ABSTRACTWe recently measured the fitness effects of a large number of coding mutations in yeast under four laboratory conditions, finding that most synonymous mutations are strongly deleterious although they are overall significantly less detrimental than nonsynonymous mutations. Kruglyak et al. believe that most nonsynonymous and nearly all synonymous mutations have no detectable fitness effects, so hypothesize that our results largely reflect the fitness effects of CRISPR/Cas9 off-target edits and secondary mutations that occurred in mutant construction.
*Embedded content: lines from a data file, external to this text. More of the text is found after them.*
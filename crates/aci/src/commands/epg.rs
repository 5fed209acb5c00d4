//! EPG command handlers.

use serde::Serialize;
use tokio_util::sync::CancellationToken;
use tracing::info;

use aci_core::{EndpointGroup, EpgExternal, ExternalClient, Observation};

use crate::cli::{EpgArgs, EpgCommand, GlobalOpts};
use crate::commands::util;
use crate::error::CliError;
use crate::output;

// ── Reports ─────────────────────────────────────────────────────────

#[derive(Debug, Serialize)]
struct ObserveReport {
    dn: String,
    exists: bool,
    up_to_date: bool,
    description: Option<String>,
    bridge_domain: Option<String>,
}

impl ObserveReport {
    fn state(&self) -> &'static str {
        match (self.exists, self.up_to_date) {
            (false, _) => "absent",
            (true, false) => "drifted",
            (true, true) => "in-sync",
        }
    }
}

/// What a mutating command did.
#[derive(Debug, Clone, Copy, Serialize)]
#[serde(rename_all = "lowercase")]
enum Action {
    Created,
    Updated,
    Deleted,
    Unchanged,
}

impl Action {
    fn as_str(self) -> &'static str {
        match self {
            Self::Created => "created",
            Self::Updated => "updated",
            Self::Deleted => "deleted",
            Self::Unchanged => "unchanged",
        }
    }
}

#[derive(Debug, Serialize)]
struct ActionReport {
    dn: String,
    action: Action,
}

fn print_action(desired: &EndpointGroup, action: Action, global: &GlobalOpts) -> Result<(), CliError> {
    let report = ActionReport {
        dn: desired.address().dn(),
        action,
    };
    let out = output::render_single(
        global.output,
        &report,
        |r| format!("{} {}", r.dn, r.action.as_str()),
        |r| r.action.as_str().to_owned(),
    )?;
    output::print_output(&out, global.quiet);
    Ok(())
}

// ── Handler ─────────────────────────────────────────────────────────

pub async fn handle(
    args: EpgArgs,
    external: &EpgExternal,
    global: &GlobalOpts,
    cancel: &CancellationToken,
) -> Result<(), CliError> {
    match args.command {
        EpgCommand::Observe(spec) => observe(&spec.to_record(), external, global, cancel).await,

        EpgCommand::Create(spec) => {
            let desired = spec.to_record();
            external.create(&desired, cancel).await?;
            print_action(&desired, Action::Created, global)
        }

        EpgCommand::Update(spec) => {
            let desired = spec.to_record();
            external.update(&desired, cancel).await?;
            print_action(&desired, Action::Updated, global)
        }

        EpgCommand::Delete(target) => {
            let desired = target.to_record();
            let dn = desired.address().dn();
            if !util::confirm(&format!("Delete EPG {dn}?"), global.yes)? {
                return Ok(());
            }
            external.delete(&desired, cancel).await?;
            print_action(&desired, Action::Deleted, global)
        }

        EpgCommand::Sync(spec) => {
            let desired = spec.to_record();
            let action = sync(&desired, external, cancel).await?;
            print_action(&desired, action, global)
        }
    }
}

async fn observe(
    desired: &EndpointGroup,
    external: &EpgExternal,
    global: &GlobalOpts,
    cancel: &CancellationToken,
) -> Result<(), CliError> {
    let (observation, observed) = external.observe_detailed(desired, cancel).await?;

    let report = ObserveReport {
        dn: desired.address().dn(),
        exists: observation.resource_exists,
        up_to_date: observation.resource_up_to_date,
        description: observed.description().map(str::to_owned),
        bridge_domain: observed.bridge_domain().map(str::to_owned),
    };

    let out = output::render_single(
        global.output,
        &report,
        |r| {
            output::detail_lines(&[
                ("dn", r.dn.clone()),
                ("state", r.state().to_owned()),
                ("description", r.description.clone().unwrap_or_default()),
                ("bridge domain", r.bridge_domain.clone().unwrap_or_default()),
            ])
        },
        |r| r.state().to_owned(),
    )?;
    output::print_output(&out, global.quiet);
    Ok(())
}

/// One reconcile pass: observe, then create or update as needed.
async fn sync(
    desired: &EndpointGroup,
    external: &EpgExternal,
    cancel: &CancellationToken,
) -> Result<Action, CliError> {
    let action = match external.observe(desired, cancel).await? {
        Observation {
            resource_exists: false,
            ..
        } => {
            external.create(desired, cancel).await?;
            Action::Created
        }
        Observation {
            resource_up_to_date: false,
            ..
        } => {
            external.update(desired, cancel).await?;
            Action::Updated
        }
        _ => Action::Unchanged,
    };
    info!(dn = %desired.address(), action = action.as_str(), "sync complete");
    Ok(action)
}
//! Shared helpers for command handlers.

use std::io::IsTerminal;

use crate::error::CliError;

/// Prompt for confirmation, auto-approving if `--yes` was passed.
///
/// Without a terminal to prompt on, `--yes` is required.
pub fn confirm(message: &str, yes_flag: bool) -> Result<bool, CliError> {
    if yes_flag {
        return Ok(true);
    }
    if !std::io::stdin().is_terminal() {
        return Err(CliError::NonInteractiveRequiresYes {
            action: message.trim_end_matches('?').to_owned(),
        });
    }
    let confirmed = dialoguer::Confirm::new()
        .with_prompt(message)
        .default(false)
        .interact()
        .map_err(|e| CliError::Io(std::io::Error::other(e)))?;
    Ok(confirmed)
}

/// Map a dialoguer / interactive I/O failure into CliError.
pub fn prompt_err(e: impl std::fmt::Display) -> CliError {
    CliError::Validation {
        field: "interactive".into(),
        reason: format!("prompt failed: {e}"),
    }
}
Dhindsa et al. argue that our findings contradict other yeast and human mutagenesis studies, human allele frequency distributions, and disease gene mapping results. We find Kruglyak et al.’s hypothesis unsupported by prior yeast genome editing studies and mutation rate estimates. Furthermore, their hypothesis makes a series of predictions that are falsified by our published and newly collected data. Hence, their hypothesis cannot explain our observations. Dhindsa et al.’s comparisons between synonymous and nonsynonymous mutations in prior mutagenesis studies and in contributions to disease are unfair and human allele frequency distributions can be compatible with our fitness estimates when multiple complicating factors are considered. While our fitness estimates of yeast synonymous mutants overturn the (nearly) neutral assumption of synonymous mutations, they are not inconsistent with various existing data.